De regreso en Lima después de tres meses Un país maravilloso
Bienvenido de nuevo a Perú, un país increíble en el que cualquier cosa puede ocurrir. Adornado con primor por el carácter de su gente linda, amable y sonrisueña. Todo fluye y me resulta familiarmente encantador, y esta hermosura sencilla me cautiva como el primer día.
Cuando el avión desciende, la visión de los cerros poblados de casitas pardas presenta un paisaje mineral, de una belleza desolada. Pero no estamos aterrizando en la luna, sino en Lima, capital del Perú.
Los ratos que el sol se exhibe, insolente, la sensación es abrasadora; pero si las nubes se imponen, uno recuerda al toque que estamos a orillas del Pacífico. La brisa marina compite contra la panza de burro, y pierde.
Ejercer de peatón equivale a adentrarse en un caos de asfalto, fierro, cláxones y gritos. Cruzar la calle casi siempre supone un peligro letal, pues los pasos de cebra están de adorno, y esos semáforos numéricos pueden pasar del 39 al 0 en un segundo.
Mujeres con polleras y chullos o sombreros de la sierra acarrean cestas con paquetitos de maní o roscas de almidón de yuca, ofreciendo su mercancía mientras jalan o cargan a bebés de diferentes edades y todos con los cachetes rojos.
Todito está colapsado: el hospital, las combis, el tren eléctrico. En el Metropolitano las colas van creciendo a medida que los buses pasan repletos y no hay un hueco para un pasajero más. Un hombre se ha encaramado a la puerta, gira con ella cuando se cierra y logra quedar dentro, pero media mochila circula asomando, como si al vagón le hubiera salido un granito.
Puedes comer de todo al paso: emoliente, keke, sopa de quinua, jugo de naranjas que te exprimen al toque, sándwich de chicharrón de chancho, tajadas de mango, torta de crema volteada, arroz con pollo (por supuesto)… solo acá no veo aguaje.

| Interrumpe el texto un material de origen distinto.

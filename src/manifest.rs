use std::collections::BTreeMap;
use std::collections::BTreeSet;
use thiserror::Error;

/// Token placeholders used by the workload templates.
pub mod tokens {
    pub const REGISTRY_NAME: &str = "REGISTRY_NAME";
    pub const IDENTITY_CLIENT_ID: &str = "IDENTITY_CLIENT_ID";
    pub const IDENTITY_RESOURCE_ID: &str = "IDENTITY_RESOURCE_ID";
    pub const DB_ENDPOINT: &str = "DB_ENDPOINT";
    pub const BACKEND_ADDRESS: &str = "BACKEND_ADDRESS";
    pub const IMAGE: &str = "IMAGE";
}

#[derive(Error, Debug)]
pub enum Error {
    #[error("template {template}: no binding for token <{token}>")]
    UnresolvedToken { template: String, token: String },

    #[error("template {template}: binding {binding} matches no token")]
    UnusedBinding { template: String, binding: String },

    #[error("read template {path}: {err}")]
    ReadTemplate { err: std::io::Error, path: String },
}

/// A workload template: body text containing `<TOKEN>` placeholders.
#[derive(Debug, Clone)]
pub struct Template {
    pub name: String,
    body: String,
}

impl Template {
    pub fn new(name: &str, body: &str) -> Self {
        Self {
            name: name.to_string(),
            body: body.to_string(),
        }
    }

    pub fn from_file(name: &str, path: &str) -> Result<Self, Error> {
        let body = std::fs::read_to_string(path).map_err(|err| Error::ReadTemplate {
            err,
            path: path.to_string(),
        })?;
        Ok(Self::new(name, &body))
    }

    /// The set of placeholder tokens declared in the body.
    /// A token is an uppercase identifier between angle brackets.
    pub fn tokens(&self) -> BTreeSet<String> {
        let mut found = BTreeSet::new();
        let bytes = self.body.as_bytes();
        let mut i = 0;
        while i < bytes.len() {
            if bytes[i] == b'<' {
                let start = i + 1;
                let mut end = start;
                while end < bytes.len()
                    && (bytes[end].is_ascii_uppercase()
                        || bytes[end].is_ascii_digit()
                        || bytes[end] == b'_')
                {
                    end += 1;
                }
                if end > start && end < bytes.len() && bytes[end] == b'>' {
                    found.insert(self.body[start..end].to_string());
                    i = end + 1;
                    continue;
                }
            }
            i += 1;
        }
        found
    }
}

/// Token-to-value bindings for one render call.
#[derive(Debug, Clone, Default)]
pub struct Bindings(BTreeMap<String, String>);

impl Bindings {
    pub fn new() -> Self {
        Self::default()
    }

    pub fn set(mut self, token: &str, value: &str) -> Self {
        self.0.insert(token.to_string(), value.to_string());
        self
    }

    pub fn get(&self, token: &str) -> Option<&str> {
        self.0.get(token).map(String::as_str)
    }
}

/// A concrete, deployable manifest. Immutable once rendered; a change in
/// bindings produces a new instance rather than patching this one.
#[derive(Debug, Clone)]
pub struct Manifest {
    pub name: String,
    body: String,
}

impl Manifest {
    pub fn body(&self) -> &str {
        &self.body
    }

    /// Logical workload name from the manifest's own metadata, when the
    /// body is a Kubernetes-style YAML document.
    pub fn metadata_name(&self) -> Option<String> {
        #[derive(serde::Deserialize)]
        struct Metadata {
            name: String,
        }
        #[derive(serde::Deserialize)]
        struct Doc {
            metadata: Metadata,
        }
        // Multi-document manifests name the workload in their first
        // document.
        let first = self.body.split("\n---").next().unwrap_or(&self.body);
        serde_yaml::from_str::<Doc>(first)
            .ok()
            .map(|doc| doc.metadata.name)
    }
}

/// Substitute every `<TOKEN>` in the template with its binding.
///
/// Substitution is plain text replacement; templates carry no expressions.
/// The binding set must match the template's token set exactly: a missing
/// binding fails with [`Error::UnresolvedToken`], a binding that matches no
/// token fails with [`Error::UnusedBinding`].
pub fn render(template: &Template, bindings: &Bindings) -> Result<Manifest, Error> {
    let wanted = template.tokens();

    for binding in bindings.0.keys() {
        if !wanted.contains(binding) {
            return Err(Error::UnusedBinding {
                template: template.name.clone(),
                binding: binding.clone(),
            });
        }
    }

    let mut body = template.body.clone();
    for token in &wanted {
        let Some(value) = bindings.get(token) else {
            return Err(Error::UnresolvedToken {
                template: template.name.clone(),
                token: token.clone(),
            });
        };
        body = body.replace(&format!("<{token}>"), value);
    }

    Ok(Manifest {
        name: template.name.clone(),
        body,
    })
}

#[cfg(test)]
mod tests {
    use super::*;

    const BACKEND: &str = "\
apiVersion: apps/v1
kind: Deployment
metadata:
  name: backend
spec:
  containers:
    - image: <REGISTRY_NAME>/backend:latest
      env:
        - name: COSMOS_DB_ENDPOINT
          value: <DB_ENDPOINT>
        - name: AZURE_CLIENT_ID
          value: <IDENTITY_CLIENT_ID>
";

    #[test]
    fn scans_all_tokens() {
        let t = Template::new("backend", BACKEND);
        let tokens: Vec<String> = t.tokens().into_iter().collect();
        assert_eq!(
            tokens,
            vec!["DB_ENDPOINT", "IDENTITY_CLIENT_ID", "REGISTRY_NAME"]
        );
    }

    #[test]
    fn complete_bindings_leave_no_tokens_behind() {
        let t = Template::new("backend", BACKEND);
        let bindings = Bindings::new()
            .set("REGISTRY_NAME", "evtmgmtacr.azurecr.io")
            .set("DB_ENDPOINT", "https://db.example/")
            .set("IDENTITY_CLIENT_ID", "11111111-2222-3333-4444-555555555555");
        let manifest = render(&t, &bindings).unwrap();
        assert!(Template::new("check", manifest.body()).tokens().is_empty());
        assert!(manifest.body().contains("https://db.example/"));
        assert_eq!(manifest.metadata_name().as_deref(), Some("backend"));
    }

    #[test]
    fn missing_binding_is_an_unresolved_token() {
        let t = Template::new("backend", BACKEND);
        let bindings = Bindings::new()
            .set("REGISTRY_NAME", "evtmgmtacr.azurecr.io")
            .set("DB_ENDPOINT", "https://db.example/");
        let err = render(&t, &bindings).unwrap_err();
        match err {
            Error::UnresolvedToken { token, .. } => assert_eq!(token, "IDENTITY_CLIENT_ID"),
            other => panic!("unexpected error: {other}"),
        }
    }

    #[test]
    fn extra_binding_is_rejected() {
        let t = Template::new("one", "value: <A>");
        let bindings = Bindings::new().set("A", "1").set("B", "2");
        assert!(matches!(
            render(&t, &bindings),
            Err(Error::UnusedBinding { .. })
        ));
    }

    #[test]
    fn rendering_twice_produces_independent_manifests() {
        let t = Template::new("frontend", "backend: <BACKEND_ADDRESS>");
        let first = render(&t, &Bindings::new().set("BACKEND_ADDRESS", "10.0.0.5")).unwrap();
        let second = render(&t, &Bindings::new().set("BACKEND_ADDRESS", "10.0.0.6")).unwrap();
        assert_eq!(first.body(), "backend: 10.0.0.5");
        assert_eq!(second.body(), "backend: 10.0.0.6");
    }

    #[test]
    fn angle_brackets_that_are_not_tokens_pass_through() {
        let t = Template::new("misc", "note: a < b and x <notatoken> y");
        let manifest = render(&t, &Bindings::new()).unwrap();
        assert!(manifest.body().contains("<notatoken>"));
    }
}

Se aprecian insólitos trabajos y ocupaciones: paseador-a de perros; encargante que cuida carteras, mochilas o folders mientras sus dueños están dentro de un consulado haciendo trámites; monitor callejero de pilates o fitness o lo que sea; el que coloca los cartones sobre los sillines de las motos para que, cuando regresen los choferes, no se achicharren el poto por un sol; los que guardan cola por ti en el RENIEC a veinte solcitos.
En la puerta del edificio A del Rebagliati veo pasar una, dos, seis, diez mujeres embarazadas, que me parecen todas demasiado niñas. Si eso trae suerte, ya debería tocarme la tinka pronto.
El panorama en Larcomar es bellísimo. El morro solar con el Cristo de Odebrech. El restaurante La Rosa Naútica, quintaesencia de la pituquería y la categoría, y los puestos ambulantes de choclo con queso en Gamarra. La delicada cítara de las agustinas y los montones de basura al costado de la panamericana. Contrastes.
Gatos de todos los pelajes se amontonan en el parque Kennedy, siempre con ese aire indolente y suficiente, domesticando las miradas de los humanos. A su espalda, los cuadros expuestos por los artistas callejeros escoltados por un torito de Pukará tamaño mutante.
Bienvenido de nuevo a Perú, un país maravilloso en el que cualquier cosa puede ocurrir. Adornado con primor por el carácter de su gente linda, amable y sonrisueña. Todo fluye y me resulta familiarmente encantador, y esta hermosura sencilla me cautiva como el primer día.